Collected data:

================

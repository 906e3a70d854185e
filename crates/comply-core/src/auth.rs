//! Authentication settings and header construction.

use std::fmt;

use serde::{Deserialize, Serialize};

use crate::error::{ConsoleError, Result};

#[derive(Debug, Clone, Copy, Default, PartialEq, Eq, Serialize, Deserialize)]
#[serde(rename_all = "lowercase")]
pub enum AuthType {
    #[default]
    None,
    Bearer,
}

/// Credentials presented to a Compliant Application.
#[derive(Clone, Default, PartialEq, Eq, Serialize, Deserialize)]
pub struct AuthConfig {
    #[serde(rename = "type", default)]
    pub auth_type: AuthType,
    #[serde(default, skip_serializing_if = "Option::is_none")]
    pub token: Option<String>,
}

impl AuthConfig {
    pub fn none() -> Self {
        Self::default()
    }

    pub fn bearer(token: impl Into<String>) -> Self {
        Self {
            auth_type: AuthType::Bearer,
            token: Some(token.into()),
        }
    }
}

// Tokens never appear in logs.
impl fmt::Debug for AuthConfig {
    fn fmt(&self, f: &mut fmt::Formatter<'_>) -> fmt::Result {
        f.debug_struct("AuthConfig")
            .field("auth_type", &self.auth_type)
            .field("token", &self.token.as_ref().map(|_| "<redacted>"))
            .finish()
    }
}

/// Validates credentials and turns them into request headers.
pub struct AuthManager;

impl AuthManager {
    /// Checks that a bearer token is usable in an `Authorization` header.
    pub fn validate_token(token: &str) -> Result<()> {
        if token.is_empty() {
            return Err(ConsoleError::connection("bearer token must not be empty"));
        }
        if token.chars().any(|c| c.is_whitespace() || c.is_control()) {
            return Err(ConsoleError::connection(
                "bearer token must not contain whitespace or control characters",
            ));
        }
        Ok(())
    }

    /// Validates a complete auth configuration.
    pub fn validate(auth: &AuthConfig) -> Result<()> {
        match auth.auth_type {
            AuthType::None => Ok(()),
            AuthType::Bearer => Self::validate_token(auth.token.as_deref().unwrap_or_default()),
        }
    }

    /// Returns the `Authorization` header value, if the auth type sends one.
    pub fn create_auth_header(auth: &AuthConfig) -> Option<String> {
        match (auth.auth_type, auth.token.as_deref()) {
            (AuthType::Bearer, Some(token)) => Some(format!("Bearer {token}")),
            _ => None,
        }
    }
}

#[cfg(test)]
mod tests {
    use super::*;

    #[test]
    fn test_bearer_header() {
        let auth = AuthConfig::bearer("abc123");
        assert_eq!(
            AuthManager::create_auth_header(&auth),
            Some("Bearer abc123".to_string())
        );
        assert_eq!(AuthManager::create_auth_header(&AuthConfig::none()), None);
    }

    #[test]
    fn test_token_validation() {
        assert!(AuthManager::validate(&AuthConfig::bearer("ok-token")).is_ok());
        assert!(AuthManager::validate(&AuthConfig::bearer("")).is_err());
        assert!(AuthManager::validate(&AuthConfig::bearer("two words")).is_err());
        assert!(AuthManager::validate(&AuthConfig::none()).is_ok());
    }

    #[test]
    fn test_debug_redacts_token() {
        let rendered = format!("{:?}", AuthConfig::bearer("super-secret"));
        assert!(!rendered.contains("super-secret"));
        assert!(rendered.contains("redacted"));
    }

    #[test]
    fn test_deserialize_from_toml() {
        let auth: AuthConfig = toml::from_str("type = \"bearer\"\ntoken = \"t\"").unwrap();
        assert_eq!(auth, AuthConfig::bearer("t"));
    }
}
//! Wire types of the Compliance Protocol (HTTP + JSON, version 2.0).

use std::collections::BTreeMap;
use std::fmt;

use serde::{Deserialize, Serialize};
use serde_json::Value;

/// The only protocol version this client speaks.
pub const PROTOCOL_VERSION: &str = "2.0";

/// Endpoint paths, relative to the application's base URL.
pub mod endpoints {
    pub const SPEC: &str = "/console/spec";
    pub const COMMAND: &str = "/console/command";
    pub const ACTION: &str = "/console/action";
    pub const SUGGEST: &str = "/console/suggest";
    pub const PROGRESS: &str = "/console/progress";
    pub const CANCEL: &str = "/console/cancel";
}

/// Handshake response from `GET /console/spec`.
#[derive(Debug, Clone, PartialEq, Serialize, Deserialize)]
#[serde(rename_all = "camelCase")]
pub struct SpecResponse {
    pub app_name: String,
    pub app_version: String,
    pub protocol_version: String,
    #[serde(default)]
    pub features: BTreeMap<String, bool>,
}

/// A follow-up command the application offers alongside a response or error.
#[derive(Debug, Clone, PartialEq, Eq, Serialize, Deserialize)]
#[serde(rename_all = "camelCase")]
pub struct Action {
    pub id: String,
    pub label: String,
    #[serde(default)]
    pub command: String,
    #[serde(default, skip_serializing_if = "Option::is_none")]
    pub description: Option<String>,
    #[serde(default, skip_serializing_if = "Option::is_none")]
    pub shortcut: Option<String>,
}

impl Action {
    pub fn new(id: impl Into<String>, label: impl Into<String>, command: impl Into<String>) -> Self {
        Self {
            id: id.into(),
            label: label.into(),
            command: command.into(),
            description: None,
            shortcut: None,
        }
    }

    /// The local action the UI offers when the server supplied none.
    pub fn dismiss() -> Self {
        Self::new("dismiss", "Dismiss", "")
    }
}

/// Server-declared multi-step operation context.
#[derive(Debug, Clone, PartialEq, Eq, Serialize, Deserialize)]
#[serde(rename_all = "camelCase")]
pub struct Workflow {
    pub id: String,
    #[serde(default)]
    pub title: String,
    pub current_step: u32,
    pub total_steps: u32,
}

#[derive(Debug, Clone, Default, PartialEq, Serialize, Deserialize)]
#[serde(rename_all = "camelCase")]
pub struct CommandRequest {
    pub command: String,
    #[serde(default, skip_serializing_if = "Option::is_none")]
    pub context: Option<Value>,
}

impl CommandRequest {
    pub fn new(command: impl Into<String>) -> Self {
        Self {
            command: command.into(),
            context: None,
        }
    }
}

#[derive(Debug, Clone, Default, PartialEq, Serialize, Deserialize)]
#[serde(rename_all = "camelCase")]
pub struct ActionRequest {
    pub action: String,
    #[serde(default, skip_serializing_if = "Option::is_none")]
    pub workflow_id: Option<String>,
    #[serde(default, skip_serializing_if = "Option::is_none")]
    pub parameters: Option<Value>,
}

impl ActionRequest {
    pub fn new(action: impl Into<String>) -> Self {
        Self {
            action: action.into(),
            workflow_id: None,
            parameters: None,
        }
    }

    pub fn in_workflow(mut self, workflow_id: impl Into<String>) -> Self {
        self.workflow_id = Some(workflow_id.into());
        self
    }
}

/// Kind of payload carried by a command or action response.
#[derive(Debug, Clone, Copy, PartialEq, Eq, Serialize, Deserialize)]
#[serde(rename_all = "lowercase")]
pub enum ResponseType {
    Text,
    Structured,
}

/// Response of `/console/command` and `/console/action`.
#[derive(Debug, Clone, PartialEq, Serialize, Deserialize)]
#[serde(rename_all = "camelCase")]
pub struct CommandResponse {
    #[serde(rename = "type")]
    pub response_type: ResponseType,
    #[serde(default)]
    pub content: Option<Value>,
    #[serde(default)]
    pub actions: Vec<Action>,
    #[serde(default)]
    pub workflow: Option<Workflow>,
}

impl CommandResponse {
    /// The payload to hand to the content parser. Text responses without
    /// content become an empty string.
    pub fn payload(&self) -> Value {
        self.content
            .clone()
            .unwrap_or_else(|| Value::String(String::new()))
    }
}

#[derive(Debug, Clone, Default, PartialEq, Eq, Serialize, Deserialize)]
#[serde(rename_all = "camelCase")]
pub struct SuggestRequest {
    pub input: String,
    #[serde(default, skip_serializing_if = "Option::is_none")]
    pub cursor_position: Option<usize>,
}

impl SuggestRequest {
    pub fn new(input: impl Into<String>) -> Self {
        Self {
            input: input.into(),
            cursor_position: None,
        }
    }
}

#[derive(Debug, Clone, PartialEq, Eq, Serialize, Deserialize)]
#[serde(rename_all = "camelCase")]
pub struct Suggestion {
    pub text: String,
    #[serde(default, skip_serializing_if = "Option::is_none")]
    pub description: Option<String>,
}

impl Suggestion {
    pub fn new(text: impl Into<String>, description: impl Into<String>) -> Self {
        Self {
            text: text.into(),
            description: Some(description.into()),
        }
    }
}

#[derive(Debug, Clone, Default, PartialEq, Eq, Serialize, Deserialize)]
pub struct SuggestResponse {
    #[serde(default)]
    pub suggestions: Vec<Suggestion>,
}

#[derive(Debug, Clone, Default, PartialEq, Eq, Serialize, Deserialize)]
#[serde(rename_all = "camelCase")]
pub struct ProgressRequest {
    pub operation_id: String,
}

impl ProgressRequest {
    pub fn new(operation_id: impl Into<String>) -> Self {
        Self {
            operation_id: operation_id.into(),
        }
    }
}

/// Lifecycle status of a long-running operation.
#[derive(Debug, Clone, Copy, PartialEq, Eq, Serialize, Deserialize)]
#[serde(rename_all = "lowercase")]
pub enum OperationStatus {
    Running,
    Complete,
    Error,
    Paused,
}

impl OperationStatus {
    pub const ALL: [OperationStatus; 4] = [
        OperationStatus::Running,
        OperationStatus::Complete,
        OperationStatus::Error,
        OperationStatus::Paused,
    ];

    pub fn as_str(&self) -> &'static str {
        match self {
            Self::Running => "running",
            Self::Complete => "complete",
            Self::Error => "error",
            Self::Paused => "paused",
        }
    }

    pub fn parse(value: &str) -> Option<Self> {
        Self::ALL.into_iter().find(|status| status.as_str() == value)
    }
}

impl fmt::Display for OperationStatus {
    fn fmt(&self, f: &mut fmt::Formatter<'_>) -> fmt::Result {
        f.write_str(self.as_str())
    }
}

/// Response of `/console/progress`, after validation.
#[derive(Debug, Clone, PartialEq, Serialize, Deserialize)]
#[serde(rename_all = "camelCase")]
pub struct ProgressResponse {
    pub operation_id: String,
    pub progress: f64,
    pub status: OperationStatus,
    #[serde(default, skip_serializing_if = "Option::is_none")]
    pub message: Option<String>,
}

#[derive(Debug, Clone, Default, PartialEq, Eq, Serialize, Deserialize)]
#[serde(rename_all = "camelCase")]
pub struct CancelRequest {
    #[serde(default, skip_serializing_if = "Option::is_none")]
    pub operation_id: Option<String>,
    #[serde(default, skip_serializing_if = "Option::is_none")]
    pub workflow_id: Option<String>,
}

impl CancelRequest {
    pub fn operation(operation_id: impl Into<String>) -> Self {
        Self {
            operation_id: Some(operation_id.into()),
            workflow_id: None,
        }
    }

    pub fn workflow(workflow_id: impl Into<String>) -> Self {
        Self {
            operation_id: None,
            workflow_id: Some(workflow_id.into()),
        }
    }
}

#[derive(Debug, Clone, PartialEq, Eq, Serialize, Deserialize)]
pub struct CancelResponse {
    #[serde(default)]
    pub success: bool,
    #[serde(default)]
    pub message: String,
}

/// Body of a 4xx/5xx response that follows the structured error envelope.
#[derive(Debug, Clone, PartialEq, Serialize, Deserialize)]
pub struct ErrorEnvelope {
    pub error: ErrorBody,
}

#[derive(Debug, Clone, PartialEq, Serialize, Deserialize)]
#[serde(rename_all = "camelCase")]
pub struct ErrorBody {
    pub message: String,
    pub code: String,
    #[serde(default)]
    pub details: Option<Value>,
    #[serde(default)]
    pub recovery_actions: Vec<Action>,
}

================

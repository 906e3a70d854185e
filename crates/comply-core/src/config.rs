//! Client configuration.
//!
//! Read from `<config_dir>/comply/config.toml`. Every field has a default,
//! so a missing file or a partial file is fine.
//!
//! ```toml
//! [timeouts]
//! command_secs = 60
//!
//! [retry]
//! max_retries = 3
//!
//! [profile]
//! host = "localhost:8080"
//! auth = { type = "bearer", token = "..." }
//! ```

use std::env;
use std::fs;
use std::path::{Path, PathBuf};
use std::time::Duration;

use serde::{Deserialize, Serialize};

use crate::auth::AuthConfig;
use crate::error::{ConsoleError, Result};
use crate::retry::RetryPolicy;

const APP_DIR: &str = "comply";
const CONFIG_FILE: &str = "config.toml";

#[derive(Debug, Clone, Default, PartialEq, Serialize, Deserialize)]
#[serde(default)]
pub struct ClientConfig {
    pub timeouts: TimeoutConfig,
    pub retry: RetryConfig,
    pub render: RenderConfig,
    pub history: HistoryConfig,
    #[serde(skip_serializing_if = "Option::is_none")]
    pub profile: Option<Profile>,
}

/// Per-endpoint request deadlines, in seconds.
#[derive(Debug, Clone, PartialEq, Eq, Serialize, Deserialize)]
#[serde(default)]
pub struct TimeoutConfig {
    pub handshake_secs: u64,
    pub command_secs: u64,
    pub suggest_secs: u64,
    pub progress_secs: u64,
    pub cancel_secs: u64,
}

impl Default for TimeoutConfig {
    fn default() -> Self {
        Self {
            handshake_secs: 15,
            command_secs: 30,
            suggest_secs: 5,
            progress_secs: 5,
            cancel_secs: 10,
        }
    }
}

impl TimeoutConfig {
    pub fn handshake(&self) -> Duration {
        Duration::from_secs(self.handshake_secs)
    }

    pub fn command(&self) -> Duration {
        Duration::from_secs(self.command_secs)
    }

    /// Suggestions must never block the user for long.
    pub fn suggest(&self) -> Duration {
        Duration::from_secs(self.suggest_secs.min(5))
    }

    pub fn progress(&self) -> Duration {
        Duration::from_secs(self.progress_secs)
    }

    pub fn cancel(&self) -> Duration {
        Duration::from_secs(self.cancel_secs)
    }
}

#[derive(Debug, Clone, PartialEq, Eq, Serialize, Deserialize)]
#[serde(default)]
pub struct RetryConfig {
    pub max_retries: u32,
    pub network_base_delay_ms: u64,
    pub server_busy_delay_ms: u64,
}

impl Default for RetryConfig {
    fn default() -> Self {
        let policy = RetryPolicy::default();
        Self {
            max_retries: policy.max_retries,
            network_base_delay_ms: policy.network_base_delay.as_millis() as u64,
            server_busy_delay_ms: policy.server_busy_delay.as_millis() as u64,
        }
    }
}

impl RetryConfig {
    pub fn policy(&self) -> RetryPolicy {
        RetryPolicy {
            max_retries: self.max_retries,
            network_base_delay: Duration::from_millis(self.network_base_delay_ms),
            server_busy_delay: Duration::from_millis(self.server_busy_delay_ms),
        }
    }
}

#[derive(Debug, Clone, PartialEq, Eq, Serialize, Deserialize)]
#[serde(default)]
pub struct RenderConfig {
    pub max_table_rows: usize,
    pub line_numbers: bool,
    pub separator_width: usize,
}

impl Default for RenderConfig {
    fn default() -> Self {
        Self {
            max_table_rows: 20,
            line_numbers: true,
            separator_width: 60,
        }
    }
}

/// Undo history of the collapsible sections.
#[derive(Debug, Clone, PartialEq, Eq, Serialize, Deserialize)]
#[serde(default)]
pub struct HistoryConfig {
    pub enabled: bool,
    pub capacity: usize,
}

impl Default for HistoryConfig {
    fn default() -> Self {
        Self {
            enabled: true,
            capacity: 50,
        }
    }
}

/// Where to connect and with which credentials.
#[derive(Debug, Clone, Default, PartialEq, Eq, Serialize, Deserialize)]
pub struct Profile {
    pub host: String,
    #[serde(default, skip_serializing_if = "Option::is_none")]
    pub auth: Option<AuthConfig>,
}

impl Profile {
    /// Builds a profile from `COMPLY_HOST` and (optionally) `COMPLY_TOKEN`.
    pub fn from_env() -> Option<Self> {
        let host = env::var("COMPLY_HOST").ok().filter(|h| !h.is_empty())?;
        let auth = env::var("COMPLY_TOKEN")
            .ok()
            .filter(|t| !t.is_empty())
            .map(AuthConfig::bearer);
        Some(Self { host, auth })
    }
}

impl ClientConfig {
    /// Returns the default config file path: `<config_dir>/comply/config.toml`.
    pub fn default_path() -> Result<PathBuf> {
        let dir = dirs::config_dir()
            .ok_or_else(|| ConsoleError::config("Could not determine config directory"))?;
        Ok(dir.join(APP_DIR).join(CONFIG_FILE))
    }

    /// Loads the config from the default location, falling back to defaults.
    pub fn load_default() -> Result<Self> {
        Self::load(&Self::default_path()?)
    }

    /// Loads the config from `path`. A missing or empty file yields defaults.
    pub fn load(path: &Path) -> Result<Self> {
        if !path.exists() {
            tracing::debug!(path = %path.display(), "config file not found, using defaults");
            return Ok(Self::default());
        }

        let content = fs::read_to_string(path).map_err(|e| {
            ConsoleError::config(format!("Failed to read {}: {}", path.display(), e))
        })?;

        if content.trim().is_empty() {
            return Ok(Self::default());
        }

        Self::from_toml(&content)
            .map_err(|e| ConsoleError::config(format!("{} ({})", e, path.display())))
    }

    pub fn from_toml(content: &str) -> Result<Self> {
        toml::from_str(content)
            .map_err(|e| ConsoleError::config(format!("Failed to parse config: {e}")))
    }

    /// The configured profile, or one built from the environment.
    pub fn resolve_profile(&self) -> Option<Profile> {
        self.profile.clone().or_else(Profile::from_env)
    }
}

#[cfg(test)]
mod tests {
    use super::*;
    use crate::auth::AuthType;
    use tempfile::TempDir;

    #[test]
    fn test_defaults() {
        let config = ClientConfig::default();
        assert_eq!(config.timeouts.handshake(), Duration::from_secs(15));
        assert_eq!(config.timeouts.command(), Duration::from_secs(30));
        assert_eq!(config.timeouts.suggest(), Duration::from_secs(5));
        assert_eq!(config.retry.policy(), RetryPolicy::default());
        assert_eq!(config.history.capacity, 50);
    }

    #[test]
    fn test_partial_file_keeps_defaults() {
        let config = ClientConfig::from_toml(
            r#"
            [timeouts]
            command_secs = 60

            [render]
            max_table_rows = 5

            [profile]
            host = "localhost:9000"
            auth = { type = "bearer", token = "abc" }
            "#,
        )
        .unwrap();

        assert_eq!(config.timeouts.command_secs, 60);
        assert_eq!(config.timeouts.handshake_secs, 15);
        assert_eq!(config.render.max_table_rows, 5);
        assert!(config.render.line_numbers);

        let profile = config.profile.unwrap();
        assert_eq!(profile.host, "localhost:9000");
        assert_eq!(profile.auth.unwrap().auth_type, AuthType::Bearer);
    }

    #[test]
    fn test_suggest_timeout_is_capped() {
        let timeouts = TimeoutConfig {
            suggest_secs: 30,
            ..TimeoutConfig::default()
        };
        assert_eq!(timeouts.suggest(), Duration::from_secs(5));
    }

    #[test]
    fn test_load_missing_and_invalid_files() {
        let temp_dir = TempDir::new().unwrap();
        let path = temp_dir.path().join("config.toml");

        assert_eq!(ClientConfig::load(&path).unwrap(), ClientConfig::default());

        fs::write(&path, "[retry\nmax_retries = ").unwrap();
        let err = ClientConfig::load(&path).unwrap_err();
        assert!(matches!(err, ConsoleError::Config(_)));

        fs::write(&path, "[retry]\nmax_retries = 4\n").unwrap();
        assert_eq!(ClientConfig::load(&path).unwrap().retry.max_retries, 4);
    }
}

================

- [Your objective] All lines in the preceding records that hold the word "RenderConfig" need to be copied.

- [Output of the task]
    pub render: RenderConfig,
pub struct RenderConfig {
impl Default for RenderConfig {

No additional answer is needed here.